And stopping at the bar to take a drink-the liberality of English measure was not too great for him-he was, a minute after, absorbed in the mysteries of poker, and was "raking-in" the money of the others at a lively rate.
And the letter went to the good old mother, and probably did her good. And she, doubtless, worried the old gentleman till he sent the graceless fellow a remittance. Boys can always be sure of their mothers-would that mothers could only be half as sure of their boys.
THE STORM.
The fourth night out we were favored with a most terrific thunder storm. I say favored, now that we are through with it, for it is a good thing to look back upon, but we esteemed it no favor at the time. A fierce storm is bad enough on land-it is a terror on water. On the land you are threatened with danger only from above-on the water you are doubly menaced. There was the marshaling of the clouds that were arranging themselves for an attack upon us, then the terrible darkness, then the first onslaught of the winds, that tossed the strong ship like a cork, then the thunder that seemed like the voice of a merciless Vengeance, and the lightnings that were its fiery fingers; pitchy darkness, except when the lightning illuminated the scene, and the sight it disclosed made darkness preferable, for it showed the great waves rolling one after another, their white crests like the teeth of enormous dragons, strong enough to crush the mass of iron against which their fury was directed. And then the wind howling through the rigging was fearfully like the shrieks of the monsters baffled and robbed of their prey. It seemed as though the entire forces of Nature were arrayed intelligently against our ship, and for the sole purpose of its destruction.
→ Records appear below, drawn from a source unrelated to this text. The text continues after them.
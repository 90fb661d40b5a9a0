pub mod api;
pub mod cache;
pub mod config;
pub mod error;
pub mod export;
pub mod loader;
pub mod models;
pub mod roster;
pub mod ui;

pub use error::{AppError, Result};
//! Client-local fallback cache for snapshot bundles.
//!
//! One JSON blob per snapshot id under the platform data directory, read
//! only when the live fetch fails and never treated as authoritative.

use std::fs;
use std::path::PathBuf;

use directories::ProjectDirs;

use crate::error::{AppError, Result};
use crate::models::snapshot::RosterSnapshot;

/// Narrow get/set/remove/clear interface over the blob store.
#[derive(Clone)]
pub struct SnapshotCache {
    dir: PathBuf,
}

impl SnapshotCache {
    /// Cache rooted in the platform data directory.
    pub fn open_default() -> Result<Self> {
        let dirs = ProjectDirs::from("", "", "rosterdesk")
            .ok_or_else(|| AppError::cache("No platform data directory available"))?;
        Self::open(dirs.data_dir().join("snapshots"))
    }

    /// Cache rooted at an explicit directory.
    pub fn open(dir: PathBuf) -> Result<Self> {
        fs::create_dir_all(&dir)?;
        Ok(Self { dir })
    }

    fn path_for(&self, id: &str) -> Result<PathBuf> {
        // Ids are server-issued; refuse anything that could escape the dir
        if id.is_empty() || !id.chars().all(|c| c.is_ascii_alphanumeric() || c == '-' || c == '_') {
            return Err(AppError::cache(format!("Invalid snapshot id '{id}'")));
        }
        Ok(self.dir.join(format!("{id}.json")))
    }

    /// Read the cached bundle for a snapshot id, if present.
    pub fn get(&self, id: &str) -> Result<Option<RosterSnapshot>> {
        let path = self.path_for(id)?;
        if !path.exists() {
            return Ok(None);
        }
        let content = fs::read_to_string(path)?;
        Ok(Some(serde_json::from_str(&content)?))
    }

    /// Store the last successfully loaded bundle for a snapshot id.
    pub fn set(&self, snapshot: &RosterSnapshot) -> Result<()> {
        let path = self.path_for(&snapshot.id)?;
        fs::write(path, serde_json::to_string(snapshot)?)?;
        Ok(())
    }

    /// Drop one snapshot's cached bundle.
    pub fn remove(&self, id: &str) -> Result<()> {
        let path = self.path_for(id)?;
        if path.exists() {
            fs::remove_file(path)?;
        }
        Ok(())
    }

    /// Drop every cached bundle.
    pub fn clear(&self) -> Result<()> {
        for entry in fs::read_dir(&self.dir)? {
            let entry = entry?;
            if entry.path().extension().is_some_and(|ext| ext == "json") {
                fs::remove_file(entry.path())?;
            }
        }
        Ok(())
    }
}

#[cfg(test)]
mod tests {
    use super::*;
    use crate::models::note::NoteMap;
    use crate::models::status::StatusMap;
    use std::collections::BTreeMap;

    fn snapshot(id: &str) -> RosterSnapshot {
        let mut snap = RosterSnapshot::from_live("copy", 7, 2025, &BTreeMap::new(), &StatusMap::new(), &NoteMap::new());
        snap.id = id.to_string();
        snap
    }

    fn temp_cache() -> (tempfile::TempDir, SnapshotCache) {
        let dir = tempfile::tempdir().unwrap();
        let cache = SnapshotCache::open(dir.path().join("snapshots")).unwrap();
        (dir, cache)
    }

    #[test]
    fn test_get_set_round_trip() {
        let (_dir, cache) = temp_cache();
        let snap = snapshot("snap-1");

        cache.set(&snap).unwrap();
        assert_eq!(cache.get("snap-1").unwrap(), Some(snap));
    }

    #[test]
    fn test_get_missing_is_none() {
        let (_dir, cache) = temp_cache();
        assert_eq!(cache.get("snap-9").unwrap(), None);
    }

    #[test]
    fn test_remove() {
        let (_dir, cache) = temp_cache();
        cache.set(&snapshot("snap-1")).unwrap();

        cache.remove("snap-1").unwrap();
        assert_eq!(cache.get("snap-1").unwrap(), None);
    }

    #[test]
    fn test_clear_drops_everything() {
        let (_dir, cache) = temp_cache();
        cache.set(&snapshot("snap-1")).unwrap();
        cache.set(&snapshot("snap-2")).unwrap();

        cache.clear().unwrap();
        assert_eq!(cache.get("snap-1").unwrap(), None);
        assert_eq!(cache.get("snap-2").unwrap(), None);
    }

    #[test]
    fn test_rejects_path_traversal_ids() {
        let (_dir, cache) = temp_cache();
        assert!(cache.get("../escape").is_err());
        assert!(cache.get("").is_err());
    }
}
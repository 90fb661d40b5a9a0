//! Shift definitions, assignments, and per-department roster records.

use serde::{Deserialize, Serialize};

use crate::models::staff::Staff;

/// Compound identity of a shift: label plus time range.
///
/// Two shifts sharing a label but not a time range are distinct. This key
/// is used uniformly for de-duplication, filtering, and cell merging.
#[derive(Debug, Clone, Serialize, Deserialize, PartialEq, Eq, PartialOrd, Ord, Hash)]
pub struct ShiftKey {
    pub label: String,
    pub time: String,
}

impl ShiftKey {
    pub fn new(label: impl Into<String>, time: impl Into<String>) -> Self {
        Self {
            label: label.into(),
            time: time.into(),
        }
    }

    /// Display form, e.g. `morning (08:00 - 12:00)`.
    pub fn display(&self) -> String {
        format!("{label} ({time})", label = self.label, time = self.time)
    }
}

/// Membership of one staff member in a shift for the month.
#[derive(Debug, Clone, Serialize, Deserialize, PartialEq, Eq)]
pub struct Assignment {
    /// Normalized staff id (never an expanded object in local state).
    #[serde(rename = "userId")]
    pub staff_id: String,
    /// Optional free-text note attached to the membership.
    #[serde(default, skip_serializing_if = "Option::is_none")]
    pub note: Option<String>,
}

/// A named, timed work block within a department for the month.
#[derive(Debug, Clone, Serialize, Deserialize, PartialEq, Eq)]
pub struct ShiftDef {
    pub label: String,
    pub time: String,
    #[serde(default)]
    pub users: Vec<Assignment>,
}

impl ShiftDef {
    pub fn key(&self) -> ShiftKey {
        ShiftKey::new(self.label.clone(), self.time.clone())
    }
}

/// One department's shift record for a month: ordered shift list plus the
/// waiting pool of unassigned staff.
#[derive(Debug, Clone, Serialize, Deserialize, PartialEq, Eq)]
pub struct GroupRoster {
    pub department: String,
    pub shifts: Vec<ShiftDef>,
    #[serde(default)]
    pub waiting: Vec<String>,
}

/// Default shifts seeded when a department has no record for the month.
pub const DEFAULT_SHIFTS: &[(&str, &str)] = &[
    ("morning", "08:00 - 12:00"),
    ("afternoon", "13:30 - 17:30"),
    ("night", "18:00 - 22:00"),
];

impl GroupRoster {
    /// Build the default record for a department with no data this month:
    /// the three fixed shifts with empty assignment lists, and a waiting
    /// pool seeded with every directory member of that department.
    pub fn default_for(department: &str, directory: &[Staff]) -> Self {
        let shifts = DEFAULT_SHIFTS
            .iter()
            .map(|(label, time)| ShiftDef {
                label: (*label).to_string(),
                time: (*time).to_string(),
                users: Vec::new(),
            })
            .collect();

        let waiting = directory
            .iter()
            .filter(|s| s.department == department)
            .map(|s| s.id.clone())
            .collect();

        Self {
            department: department.to_string(),
            shifts,
            waiting,
        }
    }

    /// Assign a staff member to the shift at `shift_index`.
    ///
    /// A staff member holds at most one shift per department-month, so the
    /// id is first removed from every shift and from the waiting pool.
    /// Returns false if the index is out of range (no state is touched).
    pub fn assign(&mut self, staff_id: &str, shift_index: usize) -> bool {
        if shift_index >= self.shifts.len() {
            return false;
        }

        self.remove_everywhere(staff_id);
        self.shifts[shift_index].users.push(Assignment {
            staff_id: staff_id.to_string(),
            note: None,
        });
        true
    }

    /// Move a staff member out of any shift into the waiting pool.
    pub fn move_to_waiting(&mut self, staff_id: &str) {
        self.remove_everywhere(staff_id);
        self.waiting.push(staff_id.to_string());
    }

    /// Remove a staff member from every shift and the waiting pool.
    fn remove_everywhere(&mut self, staff_id: &str) {
        for shift in &mut self.shifts {
            shift.users.retain(|a| a.staff_id != staff_id);
        }
        self.waiting.retain(|id| id != staff_id);
    }

    /// True if the staff member is in a shift or the waiting pool.
    pub fn contains(&self, staff_id: &str) -> bool {
        self.waiting.iter().any(|id| id == staff_id)
            || self
                .shifts
                .iter()
                .any(|s| s.users.iter().any(|a| a.staff_id == staff_id))
    }

    /// Count of assigned staff across all shifts.
    pub fn assigned_count(&self) -> usize {
        self.shifts.iter().map(|s| s.users.len()).sum()
    }
}

#[cfg(test)]
mod tests {
    use super::*;

    fn directory() -> Vec<Staff> {
        vec![
            Staff {
                id: "u-1".to_string(),
                username: "an.ngo".to_string(),
                department: "customer-service".to_string(),
            },
            Staff {
                id: "u-2".to_string(),
                username: "binh.le".to_string(),
                department: "customer-service".to_string(),
            },
            Staff {
                id: "u-3".to_string(),
                username: "chi.pham".to_string(),
                department: "import-export".to_string(),
            },
        ]
    }

    #[test]
    fn test_default_record_has_three_empty_shifts() {
        let roster = GroupRoster::default_for("customer-service", &directory());

        assert_eq!(roster.shifts.len(), 3);
        assert_eq!(roster.shifts[0].label, "morning");
        assert_eq!(roster.shifts[1].label, "afternoon");
        assert_eq!(roster.shifts[2].label, "night");
        assert!(roster.shifts.iter().all(|s| s.users.is_empty()));
    }

    #[test]
    fn test_default_record_seeds_waiting_pool_once() {
        let roster = GroupRoster::default_for("customer-service", &directory());

        assert_eq!(roster.waiting, vec!["u-1".to_string(), "u-2".to_string()]);
        // Other departments' staff stay out
        assert!(!roster.waiting.contains(&"u-3".to_string()));
    }

    #[test]
    fn test_assign_removes_from_waiting() {
        let mut roster = GroupRoster::default_for("customer-service", &directory());

        assert!(roster.assign("u-1", 0));
        assert!(!roster.waiting.contains(&"u-1".to_string()));
        assert_eq!(roster.shifts[0].users.len(), 1);
    }

    #[test]
    fn test_assign_removes_from_other_shifts() {
        let mut roster = GroupRoster::default_for("customer-service", &directory());

        roster.assign("u-1", 0);
        roster.assign("u-1", 2);

        assert!(roster.shifts[0].users.is_empty());
        assert_eq!(roster.shifts[2].users.len(), 1);
        assert_eq!(roster.assigned_count(), 1);
    }

    #[test]
    fn test_assign_out_of_range_is_noop() {
        let mut roster = GroupRoster::default_for("customer-service", &directory());

        assert!(!roster.assign("u-1", 7));
        assert!(roster.waiting.contains(&"u-1".to_string()));
    }

    #[test]
    fn test_move_to_waiting_is_exclusive() {
        let mut roster = GroupRoster::default_for("customer-service", &directory());

        roster.assign("u-2", 1);
        roster.move_to_waiting("u-2");

        assert!(roster.shifts[1].users.is_empty());
        assert_eq!(roster.waiting.iter().filter(|id| *id == "u-2").count(), 1);
    }

    #[test]
    fn test_shift_key_distinguishes_times() {
        let a = ShiftKey::new("morning", "08:00 - 12:00");
        let b = ShiftKey::new("morning", "07:00 - 11:00");
        assert_ne!(a, b);
        assert_eq!(a.display(), "morning (08:00 - 12:00)");
    }
}
//! Configuration management module.

use serde::{Deserialize, Serialize};
use std::path::{Path, PathBuf};
use thiserror::Error;

/// Configuration load result.
#[derive(Debug)]
pub enum ConfigLoadResult {
    /// Config loaded successfully.
    Loaded(AppConfig),
    /// Config file missing (first run).
    Missing,
    /// Config file exists but invalid.
    Invalid(ConfigError),
}

/// Configuration errors.
#[derive(Error, Debug)]
pub enum ConfigError {
    #[error("Failed to read config file: {0}")]
    Read(#[from] std::io::Error),

    #[error("Failed to parse config: {0}")]
    Parse(#[from] toml::de::Error),

    #[error("Failed to serialize config: {0}")]
    Serialize(#[from] toml::ser::Error),

    #[error("Validation failed: {0}")]
    Validation(String),
}

/// Main application configuration.
#[derive(Debug, Clone, Default, Serialize, Deserialize)]
pub struct AppConfig {
    pub server: ServerConfig,
    pub roster: RosterConfig,
    pub ui: UiConfig,
}

/// Roster backend connection settings.
#[derive(Debug, Clone, Serialize, Deserialize)]
pub struct ServerConfig {
    pub base_url: String,
    /// Request timeout in seconds (default: 30).
    #[serde(default = "default_timeout_secs")]
    pub timeout_secs: u64,
}

fn default_timeout_secs() -> u64 {
    30
}

/// Roster view settings.
#[derive(Debug, Clone, Serialize, Deserialize)]
pub struct RosterConfig {
    /// Write successfully loaded snapshots to the local fallback cache.
    pub cache_snapshots: bool,
}

/// UI preferences.
#[derive(Debug, Clone, Serialize, Deserialize)]
pub struct UiConfig {
    pub start_maximized: bool,
    pub show_activity_log: bool,
}

impl AppConfig {
    /// Get config file path (same directory as executable).
    pub fn default_path() -> PathBuf {
        std::env::current_exe()
            .ok()
            .and_then(|p| p.parent().map(|p| p.to_path_buf()))
            .unwrap_or_else(|| PathBuf::from("."))
            .join("config.toml")
    }

    /// Attempt to load config with detailed result.
    pub fn try_load(path: &Path) -> ConfigLoadResult {
        if !path.exists() {
            return ConfigLoadResult::Missing;
        }

        match std::fs::read_to_string(path) {
            Ok(content) => match toml::from_str::<AppConfig>(&content) {
                Ok(config) => match config.validate() {
                    Ok(()) => ConfigLoadResult::Loaded(config),
                    Err(e) => ConfigLoadResult::Invalid(e),
                },
                Err(e) => ConfigLoadResult::Invalid(ConfigError::Parse(e)),
            },
            Err(e) => ConfigLoadResult::Invalid(ConfigError::Read(e)),
        }
    }

    /// Validate configuration values.
    pub fn validate(&self) -> Result<(), ConfigError> {
        if self.server.base_url.trim().is_empty() {
            return Err(ConfigError::Validation("Server URL cannot be empty".to_string()));
        }
        if !self.server.base_url.starts_with("http") {
            return Err(ConfigError::Validation(
                "Server URL must start with http:// or https://".to_string(),
            ));
        }
        if self.server.timeout_secs < 5 {
            return Err(ConfigError::Validation(
                "Request timeout must be at least 5 seconds".to_string(),
            ));
        }
        if self.server.timeout_secs > 300 {
            return Err(ConfigError::Validation(
                "Request timeout cannot exceed 300 seconds".to_string(),
            ));
        }
        Ok(())
    }

    /// Save configuration to file.
    pub fn save(&self, path: &Path) -> Result<(), ConfigError> {
        let content = toml::to_string_pretty(self)?;
        std::fs::write(path, content)?;
        Ok(())
    }
}

impl Default for ServerConfig {
    fn default() -> Self {
        Self {
            base_url: "http://localhost:3000".to_string(),
            timeout_secs: default_timeout_secs(),
        }
    }
}

impl Default for RosterConfig {
    fn default() -> Self {
        Self { cache_snapshots: true }
    }
}

impl Default for UiConfig {
    fn default() -> Self {
        Self {
            start_maximized: false,
            show_activity_log: true,
        }
    }
}

#[cfg(test)]
mod tests {
    use super::*;

    #[test]
    fn test_default_config_validates() {
        let config = AppConfig::default();
        assert!(config.validate().is_ok());
    }

    #[test]
    fn test_validation_empty_url() {
        let mut config = AppConfig::default();
        config.server.base_url = String::new();
        assert!(config.validate().is_err());
    }

    #[test]
    fn test_validation_non_http_url() {
        let mut config = AppConfig::default();
        config.server.base_url = "ftp://invalid".to_string();
        assert!(config.validate().is_err());
    }

    #[test]
    fn test_validation_timeout_bounds() {
        let mut config = AppConfig::default();

        config.server.timeout_secs = 1;
        assert!(config.validate().is_err());

        config.server.timeout_secs = 301;
        assert!(config.validate().is_err());

        config.server.timeout_secs = 30;
        assert!(config.validate().is_ok());
    }

    #[test]
    fn test_round_trip_through_toml() {
        let config = AppConfig::default();
        let content = toml::to_string_pretty(&config).unwrap();
        let back: AppConfig = toml::from_str(&content).unwrap();
        assert_eq!(back.server.base_url, config.server.base_url);
        assert_eq!(back.server.timeout_secs, config.server.timeout_secs);
    }

    #[test]
    fn test_timeout_defaults_when_missing() {
        let config: AppConfig = toml::from_str(
            "[server]\nbase_url = \"http://localhost:3000\"\n\n[roster]\ncache_snapshots = true\n\n[ui]\nstart_maximized = false\nshow_activity_log = true\n",
        )
        .unwrap();
        assert_eq!(config.server.timeout_secs, 30);
    }
}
EVERY SIN I HAD COMMITTED CAME BEFORE ME LIKE ACCUSING GHOSTS.
It was far from pleasant, and it is fortunate that such displays last but a little while. In less than a second from its beginning every sin I had ever committed, namely, the stealing of a watermelon in my boyhood, and the voting of a split ticket in my manhood, came vividly before me like accusing ghosts. I did remember also, once, that when a ticket-seller in a railroad station in Troy, who was very insolent and unobliging, made a mistake in my favor to the amount of thirty cents, in my anger I did not rectify it, and I debated as to whether that was a sin or not; but when I thought it over I came to the conclusion that, inasmuch as the recording angel knew how brutal the fellow was, he would blot out the record if he had to drop upon it a tear of oxalic acid.
But the good ship endured it all. The great body of iron, with its soul of steam, and muscles of steel, defied the elements and rode it out safely.
The storm hurried away to pursue and fright other vessels, and the waste of waters was once more in a sort of a light that was not lurid. Though the greatest terror was passed, the long swell which kept the ship either climbing a mountain of water or descending into its depths was anything but pleasant.
A ship at dock looks strong enough to defy all the elements, but out at sea when those elements become angry it is wonderful how frail she seems. It is man against Omnipotence.
I don't care how many times a man has been to sea, the first sight of land after a voyage is an unmixed delight. I know that, for I have crossed the Great Lakes repeatedly, and when a boy I used to "go home" via the Erie Canal, I always got up early in the morning to look at the land on either shore. A man is not a fish, and no man takes to water naturally. It is a necessity that drives him to it, the same as to labor.
Therefore the decks were crowded on the ninth morning of the voyage when the shores of Ireland were sighted. Not because it was Ireland-nobody thrilled over that-but because it was land, because it was something that did not roll and pitch, and toss and swing, but was substantial and permanent. The Mississippi Ethiopian, when discussing the difference between traveling by rail and water remarked: "Ef de cahs run off de track dah ye is-ef de boat goes to pieces, wha is ye?"
"LAND!"
Ireland was there and land was there and reliable. Ireland-as land-has no machinery to get out of order, no icebergs to run into-no other steamers to collide with. I was delighted to look at her, and I venture to say that the older the sailor, the more reassuring and delightful the sight of land.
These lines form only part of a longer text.